--- TASK DIRECTIONS ---
For the string "endpoints", report how many lines in the records below contain it, and nothing more.

--- INPUT DATA ---
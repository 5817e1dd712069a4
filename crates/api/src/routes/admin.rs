use axum::{
    routing::{get, post},
    Router,
};
use std::sync::Arc;

use crate::{handlers, ApiState};

pub fn routes() -> Router<Arc<ApiState>> {
    Router::new()
        .route("/api/admin/slots", get(handlers::admin::get_admin_slots))
        .route("/api/admin/blocked", get(handlers::admin::get_blocked_slots))
        .route("/api/admin/block", post(handlers::admin::block_slot))
        .route("/api/admin/unblock", post(handlers::admin::unblock_slot))
        .route("/api/admin/cancel", post(handlers::admin::cancel_booking))
        .route(
            "/api/admin/clear-all-blocked",
            post(handlers::admin::clear_all_blocked),
        )
}
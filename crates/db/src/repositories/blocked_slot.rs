use crate::models::DbBlockedSlot;
use chrono::{DateTime, Utc};
use eyre::Result;
use sqlx::{Pool, Postgres};

/// Returns `None` when `slot_time` is already blocked.
pub async fn insert_blocked_slot(
    pool: &Pool<Postgres>,
    slot_time: DateTime<Utc>,
) -> Result<Option<DbBlockedSlot>> {
    let blocked = sqlx::query_as::<_, DbBlockedSlot>(
        r#"
        INSERT INTO blocked_slots (slot_time)
        VALUES ($1)
        ON CONFLICT (slot_time) DO NOTHING
        RETURNING id, slot_time, created_at
        "#,
    )
    .bind(slot_time)
    .fetch_optional(pool)
    .await?;

    Ok(blocked)
}

pub async fn get_blocked_slots(pool: &Pool<Postgres>) -> Result<Vec<DbBlockedSlot>> {
    let blocked = sqlx::query_as::<_, DbBlockedSlot>(
        r#"
        SELECT id, slot_time, created_at
        FROM blocked_slots
        ORDER BY slot_time ASC
        "#,
    )
    .fetch_all(pool)
    .await?;

    Ok(blocked)
}

pub async fn is_slot_blocked(pool: &Pool<Postgres>, slot_time: DateTime<Utc>) -> Result<bool> {
    let blocked: bool = sqlx::query_scalar(
        r#"
        SELECT EXISTS(SELECT 1 FROM blocked_slots WHERE slot_time = $1)
        "#,
    )
    .bind(slot_time)
    .fetch_one(pool)
    .await?;

    Ok(blocked)
}

pub async fn delete_blocked_slot(pool: &Pool<Postgres>, slot_time: DateTime<Utc>) -> Result<bool> {
    let result = sqlx::query(
        r#"
        DELETE FROM blocked_slots
        WHERE slot_time = $1
        "#,
    )
    .bind(slot_time)
    .execute(pool)
    .await?;

    Ok(result.rows_affected() > 0)
}

pub async fn delete_all_blocked_slots(pool: &Pool<Postgres>) -> Result<u64> {
    let result = sqlx::query(
        r#"
        DELETE FROM blocked_slots
        "#,
    )
    .execute(pool)
    .await?;

    Ok(result.rows_affected())
}
use axum::http::StatusCode;
use coachcal_core::mock::repositories::MockMeetingApi;
use coachcal_core::models::booking::NewBooking;
use coachcal_core::models::slot::{AdminSlot, BlockedSlotView, SlotStatus};
use coachcal_core::store::SlotStore;
use pretty_assertions::assert_eq;
use serde_json::{json, Value};

use crate::test_utils::{utc, TestContext};

fn slot(slot_time: &str) -> Value {
    json!({ "slot_time": slot_time })
}

fn new_booking(slot_time: &str, meeting_ref: Option<&str>) -> NewBooking {
    NewBooking {
        slot_time: utc(slot_time),
        name: "Olena Kovalenko".to_string(),
        email: "olena@example.com".to_string(),
        meeting_ref: meeting_ref.map(str::to_string),
        meeting_url: meeting_ref.map(|id| format!("https://zoom.us/j/{}", id)),
    }
}

#[tokio::test]
async fn test_block_then_block_again() {
    let server = TestContext::new().server();

    let response = server
        .post("/api/admin/block")
        .json(&slot("2025-06-02T12:00:00+02:00"))
        .await;
    response.assert_status(StatusCode::CREATED);
    assert_eq!(
        response.json::<Value>(),
        json!({"message": "Slot blocked successfully"})
    );

    let again = server
        .post("/api/admin/block")
        .json(&slot("2025-06-02T10:00:00Z"))
        .await;
    again.assert_status(StatusCode::CONFLICT);
    assert_eq!(again.json::<Value>()["code"], "already_blocked");
}

#[tokio::test]
async fn test_block_booked_slot_has_distinct_reason() {
    let ctx = TestContext::new();
    ctx.store
        .insert_booking(new_booking("2025-06-02T09:30:00Z", None))
        .await
        .unwrap();
    let server = ctx.server();

    let response = server
        .post("/api/admin/block")
        .json(&slot("2025-06-02T11:30:00+02:00"))
        .await;

    response.assert_status(StatusCode::CONFLICT);
    assert_eq!(
        response.json::<Value>(),
        json!({
            "error": "Cannot block a slot that is already booked",
            "code": "slot_booked",
        })
    );
}

#[tokio::test]
async fn test_block_rejects_bad_input() {
    let server = TestContext::new().server();

    server
        .post("/api/admin/block")
        .json(&slot("not a time"))
        .await
        .assert_status(StatusCode::BAD_REQUEST);
    server
        .post("/api/admin/block")
        .json(&json!({}))
        .await
        .assert_status(StatusCode::BAD_REQUEST);
}

#[tokio::test]
async fn test_unblock_round_trip() {
    let server = TestContext::new().server();

    server
        .post("/api/admin/unblock")
        .json(&slot("2025-06-02T12:00:00+02:00"))
        .await
        .assert_status(StatusCode::NOT_FOUND);

    server
        .post("/api/admin/block")
        .json(&slot("2025-06-02T12:00:00+02:00"))
        .await
        .assert_status(StatusCode::CREATED);

    let response = server
        .post("/api/admin/unblock")
        .json(&slot("2025-06-02T10:00:00Z"))
        .await;
    response.assert_status_ok();
    assert_eq!(
        response.json::<Value>(),
        json!({"message": "Slot unblocked successfully"})
    );
}

#[tokio::test]
async fn test_cancel_booking_deletes_meeting() {
    let mut meetings = MockMeetingApi::new();
    meetings
        .expect_delete_meeting()
        .withf(|meeting_ref| meeting_ref == "84120593311")
        .times(1)
        .returning(|_| Err(eyre::eyre!("meeting API returned 500")));

    let ctx = TestContext::new().with_meetings(meetings);
    ctx.store
        .insert_booking(new_booking("2025-06-02T09:30:00Z", Some("84120593311")))
        .await
        .unwrap();
    let store = ctx.store.clone();
    let server = ctx.server();

    let response = server
        .post("/api/admin/cancel")
        .json(&slot("2025-06-02T11:30:00+02:00"))
        .await;

    response.assert_status_ok();
    assert!(store.list_bookings().await.unwrap().is_empty());

    server
        .post("/api/admin/cancel")
        .json(&slot("2025-06-02T11:30:00+02:00"))
        .await
        .assert_status(StatusCode::NOT_FOUND);
}

#[tokio::test]
async fn test_admin_slots_show_holders_and_blocks() {
    let ctx = TestContext::new();
    ctx.store
        .insert_booking(new_booking("2025-06-02T09:30:00Z", None))
        .await
        .unwrap();
    ctx.store
        .insert_blocked_slot(utc("2025-06-02T10:00:00Z"))
        .await
        .unwrap();
    let server = ctx.server();

    let slots: Vec<AdminSlot> = server.get("/api/admin/slots").await.json();

    let booked = slots
        .iter()
        .find(|slot| slot.slot_time == "2025-06-02T11:30:00+02:00")
        .expect("booked slot should be listed");
    assert_eq!(booked.status, SlotStatus::Booked);
    assert_eq!(booked.name.as_deref(), Some("Olena Kovalenko"));
    assert_eq!(booked.email.as_deref(), Some("olena@example.com"));

    let blocked = slots
        .iter()
        .find(|slot| slot.slot_time == "2025-06-02T12:00:00+02:00")
        .expect("blocked slot should be listed");
    assert_eq!(blocked.status, SlotStatus::Blocked);
    assert_eq!(blocked.name, None);
}

#[tokio::test]
async fn test_blocked_diagnostics() {
    let ctx = TestContext::new();
    ctx.store
        .insert_blocked_slot(utc("2025-06-02T10:00:00Z"))
        .await
        .unwrap();
    let server = ctx.server();

    let blocked: Vec<BlockedSlotView> = server.get("/api/admin/blocked").await.json();

    assert_eq!(
        blocked,
        vec![BlockedSlotView {
            slot_time_utc: "2025-06-02T10:00:00Z".to_string(),
            slot_time_local: "2025-06-02T12:00:00+02:00".to_string(),
            slot_key: 1_748_858_400,
        }]
    );
}

#[tokio::test]
async fn test_clear_all_blocked() {
    let server = TestContext::new().server();

    let empty = server.post("/api/admin/clear-all-blocked").await;
    empty.assert_status_ok();
    assert_eq!(empty.json::<Value>()["rows_affected"], 0);

    for slot_time in ["2025-06-02T12:00:00+02:00", "2025-06-03T12:00:00+02:00"] {
        server
            .post("/api/admin/block")
            .json(&slot(slot_time))
            .await
            .assert_status(StatusCode::CREATED);
    }

    let cleared = server.post("/api/admin/clear-all-blocked").await;
    cleared.assert_status_ok();
    assert_eq!(
        cleared.json::<Value>(),
        json!({"message": "All blocked slots cleared", "rows_affected": 2})
    );
}
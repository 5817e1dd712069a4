use std::fmt;

use thiserror::Error;

/// Why a mutation was refused because of the slot's current state.
#[derive(Debug, Clone, Copy, PartialEq, Eq)]
pub enum Conflict {
    /// A booking already exists at the instant being booked.
    AlreadyBooked,
    /// The instant being blocked already carries a booking.
    SlotBooked,
    /// The instant being blocked is already blocked.
    AlreadyBlocked,
    /// The instant being booked has been blocked by an administrator.
    SlotBlocked,
}

impl Conflict {
    /// Stable machine-readable code, returned alongside the message.
    pub fn code(&self) -> &'static str {
        match self {
            Conflict::AlreadyBooked => "already_booked",
            Conflict::SlotBooked => "slot_booked",
            Conflict::AlreadyBlocked => "already_blocked",
            Conflict::SlotBlocked => "slot_blocked",
        }
    }
}

impl fmt::Display for Conflict {
    fn fmt(&self, f: &mut fmt::Formatter<'_>) -> fmt::Result {
        let message = match self {
            Conflict::AlreadyBooked => "Slot already booked",
            Conflict::SlotBooked => "Cannot block a slot that is already booked",
            Conflict::AlreadyBlocked => "Slot already blocked",
            Conflict::SlotBlocked => "Cannot book a blocked slot",
        };
        f.write_str(message)
    }
}

#[derive(Error, Debug)]
pub enum BookingError {
    #[error("Resource not found: {0}")]
    NotFound(String),

    #[error("Validation error: {0}")]
    Validation(String),

    #[error("{0}")]
    Conflict(Conflict),

    #[error("Database error: {0}")]
    Database(#[from] eyre::Report),

    #[error("Dependency error: {0}")]
    Dependency(String),
}

impl BookingError {
    /// Failure of an outbound collaborator, keeping the full cause chain.
    pub fn dependency(collaborator: &str, err: &eyre::Report) -> Self {
        BookingError::Dependency(format!("{}: {:#}", collaborator, err))
    }

    /// Short machine-readable code for the error class.
    pub fn code(&self) -> &'static str {
        match self {
            BookingError::NotFound(_) => "not_found",
            BookingError::Validation(_) => "invalid_request",
            BookingError::Conflict(conflict) => conflict.code(),
            BookingError::Database(_) => "storage_unavailable",
            BookingError::Dependency(_) => "dependency_unavailable",
        }
    }
}

impl From<Conflict> for BookingError {
    fn from(conflict: Conflict) -> Self {
        BookingError::Conflict(conflict)
    }
}

pub type BookingResult<T> = Result<T, BookingError>;
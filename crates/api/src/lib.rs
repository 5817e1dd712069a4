//! # coachcal API
//!
//! Web server for the coachcal booking service: a public slot list and
//! booking form endpoint, plus the administrator's slot management endpoints.
//!
//! ## Architecture
//!
//! - **Routes**: Define API endpoints and URL structure
//! - **Handlers**: Translate requests into [`BookingService`] calls
//! - **Middleware**: Map domain errors to HTTP responses
//! - **Config**: Handle environment and application configuration
//!
//! Storage and the outbound collaborators are injected through the
//! [`BookingService`], so the router itself has no database dependency.

/// Configuration module for API settings
pub mod config;
/// Request handlers
pub mod handlers;
/// Error mapping shared by all handlers
pub mod middleware;
/// Route definitions and API endpoint structure
pub mod routes;

use std::sync::Arc;
use std::time::Duration;

use axum::http::{header, HeaderValue, Method};
use axum::Router;
use chrono::{DateTime, Utc};
use coachcal_core::booking::BookingService;
use eyre::{Result, WrapErr};
use tokio::net::TcpListener;
use tower::ServiceBuilder;
use tower_http::cors::CorsLayer;
use tower_http::timeout::TimeoutLayer;
use tower_http::trace::TraceLayer;
use tracing::{info, Level};
use tracing_subscriber::FmtSubscriber;

/// Source of the request-processing time.
pub type Clock = Arc<dyn Fn() -> DateTime<Utc> + Send + Sync>;

/// Shared application state that is accessible to all request handlers
pub struct ApiState {
    /// Booking state machine over the configured store and collaborators
    pub service: BookingService,
    clock: Clock,
}

impl ApiState {
    pub fn new(service: BookingService) -> Self {
        Self {
            service,
            clock: Arc::new(Utc::now),
        }
    }

    /// State whose notion of "now" comes from `clock` instead of the system.
    pub fn with_clock(service: BookingService, clock: Clock) -> Self {
        Self { service, clock }
    }

    pub fn now(&self) -> DateTime<Utc> {
        (self.clock)()
    }
}

/// Installs the global `tracing` subscriber.
pub fn init_tracing(level: Level) -> Result<()> {
    let subscriber = FmtSubscriber::builder().with_max_level(level).finish();
    tracing::subscriber::set_global_default(subscriber)?;
    Ok(())
}

/// All routes with request tracing, without the deployment-specific layers.
pub fn app(state: Arc<ApiState>) -> Router {
    Router::new()
        // Health check endpoints
        .merge(routes::health::routes())
        // Public slot list and booking
        .merge(routes::public::routes())
        // Administrator slot management
        .merge(routes::admin::routes())
        .with_state(state)
        .layer(TraceLayer::new_for_http())
}

fn cors_layer(origins: &[String]) -> Result<CorsLayer> {
    let origins = origins
        .iter()
        .map(|origin| {
            origin
                .parse::<HeaderValue>()
                .wrap_err_with(|| format!("Invalid CORS origin: {}", origin))
        })
        .collect::<Result<Vec<_>>>()?;

    Ok(CorsLayer::new()
        .allow_methods([Method::GET, Method::POST, Method::OPTIONS])
        .allow_headers([header::CONTENT_TYPE, header::ACCEPT])
        .allow_origin(origins))
}

/// Starts the API server with the provided configuration and booking service
///
/// # Example
///
/// ```ignore
/// let config = ApiConfig::from_env()?;
/// let service = BookingService::new(store, config.schedule.clone());
/// start_server(config, service).await?;
/// ```
pub async fn start_server(config: config::ApiConfig, service: BookingService) -> Result<()> {
    let state = Arc::new(ApiState::new(service));

    let app = app(state);

    // Apply CORS configuration if origins are specified
    let app = match &config.cors_origins {
        Some(origins) if !origins.is_empty() => app.layer(cors_layer(origins)?),
        _ => app,
    };

    // Add request timeout middleware
    let app = app.layer(
        ServiceBuilder::new()
            .layer(TimeoutLayer::new(Duration::from_secs(config.request_timeout)))
            .into_inner(),
    );

    // Start the HTTP server
    let addr = config.server_addr();
    let listener = TcpListener::bind(&addr).await?;
    info!("Server listening on http://{}", addr);
    axum::serve(listener, app).await?;

    Ok(())
}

--- TASK ANSWER ---
3